The same request from my Identity Center user signed in to Account A (aws route53 get-hosted-zone --profile develop --id <zoneid>
) works as it normally would, with a description of the zone.
As a sanity-check I also made a role in Account A to allow a trust relationship with the Identity Center user, and group, and account root, but still get the same error.
… which makes me wonder if there are some Route 53 wrinkles that make x-account access a bit trickier. AWS seems to think it should be doable though!
Will appreciate any guidance, thank you.
Thanks Brettski-AWS … makes sense and this is how I've done it in the past for a normal IAM user.
I'm clearly missing something, but the reason I went this way is that I don't see anyway to associate a role with an IAM Identity Center user.
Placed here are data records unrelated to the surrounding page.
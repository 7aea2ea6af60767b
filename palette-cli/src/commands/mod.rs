//! Subcommand implementations

pub mod config;
pub mod migrate;
pub mod serve;

pub use config::run_config;
pub use migrate::run_migrate;
pub use serve::run_serve;

use std::path::PathBuf;

use anyhow::{Context, Result};
use clap::Args;
use palette_server::config::Overrides;
use palette_server::{Environment, Settings};

/// Flags shared by every command that resolves settings
#[derive(Args, Debug, Clone, Default)]
pub struct SettingsArgs {
    /// Environment mode: development, test or production
    #[arg(long = "env", env = "PALETTE_ENV")]
    pub environment: Option<Environment>,

    /// Address to listen on (default: 0.0.0.0)
    #[arg(long, env = "PALETTE_HOST")]
    pub host: Option<String>,

    /// Port to listen on (default: 3000)
    #[arg(long, short = 'p', env = "PORT")]
    pub port: Option<u16>,

    /// Database URL (overrides the config file)
    #[arg(long, env = "DATABASE_URL")]
    pub database_url: Option<String>,

    /// Config file with per-environment database settings (default: ./palettes.toml)
    #[arg(long, env = "PALETTE_CONFIG")]
    pub config: Option<PathBuf>,
}

impl SettingsArgs {
    pub fn into_overrides(self) -> Overrides {
        Overrides {
            environment: self.environment,
            host: self.host,
            port: self.port,
            database_url: self.database_url,
            config_path: self.config,
        }
    }

    /// Resolve flags, env, config file and defaults into settings.
    pub fn resolve(self) -> Result<Settings> {
        Settings::load(self.into_overrides()).context("Failed to resolve configuration")
    }
}
//! Project repository

use sqlx::PgPool;

use super::DbError;
use crate::models::{NewProject, Project};

/// Project repository
pub struct ProjectRepo<'a> {
    pool: &'a PgPool,
}

impl<'a> ProjectRepo<'a> {
    pub fn new(pool: &'a PgPool) -> Self {
        Self { pool }
    }

    /// All projects, oldest first.
    pub async fn list(&self) -> Result<Vec<Project>, DbError> {
        let projects = sqlx::query_as::<_, Project>(
            "SELECT id, project_name FROM projects ORDER BY id",
        )
        .fetch_all(self.pool)
        .await?;

        Ok(projects)
    }

    /// Insert a project, returning the generated id.
    pub async fn create(&self, project: &NewProject) -> Result<i32, DbError> {
        let (id,): (i32,) =
            sqlx::query_as("INSERT INTO projects (project_name) VALUES ($1) RETURNING id")
                .bind(&project.project_name)
                .fetch_one(self.pool)
                .await?;

        Ok(id)
    }

    /// Rows matching `id`. Empty when there is no such project.
    pub async fn find(&self, id: i32) -> Result<Vec<Project>, DbError> {
        let projects = sqlx::query_as::<_, Project>(
            "SELECT id, project_name FROM projects WHERE id = $1",
        )
        .bind(id)
        .fetch_all(self.pool)
        .await?;

        Ok(projects)
    }
}
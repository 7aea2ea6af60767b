//! Database connection pool management

use sqlx::postgres::PgPoolOptions;
use sqlx::PgPool;

use crate::config::DEFAULT_MAX_CONNECTIONS;

/// Create a PostgreSQL connection pool.
///
/// # Errors
///
/// Returns an error if the connection fails.
///
/// # Example
///
/// ```ignore
/// let pool = create_pool("postgres://localhost/palette_picker").await?;
/// ```
pub async fn create_pool(database_url: &str) -> Result<PgPool, sqlx::Error> {
    create_pool_with_options(database_url, DEFAULT_MAX_CONNECTIONS).await
}

/// Create a PostgreSQL connection pool with an explicit connection limit.
pub async fn create_pool_with_options(
    database_url: &str,
    max_connections: u32,
) -> Result<PgPool, sqlx::Error> {
    PgPoolOptions::new()
        .max_connections(max_connections)
        .connect(database_url)
        .await
}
That's why I was trying to set up the permissions using an inline policy on the Permission Set.
You had this bullet point:
I'm authenticated as an Identity Centre user, belonging to the admins group, which through AWS Accounts has permissions for the Administrator Access permission set. I can apply policies to the permission set, but not roles.
Again, I'm clearly missing something – you may be able to enlighten me.
Oh, it's probably relevant to mention that I am trying to this as part of updating a Cloudformation template. So I can't completely switch roles.
Ok - so because you're trying to do this as part of CloudFormation, the answer is to use a custom resource although it might be possible with a StackSet. Personally, I think a custom resource is better because you're trying to update DNS which is usually something that requires a little more logic.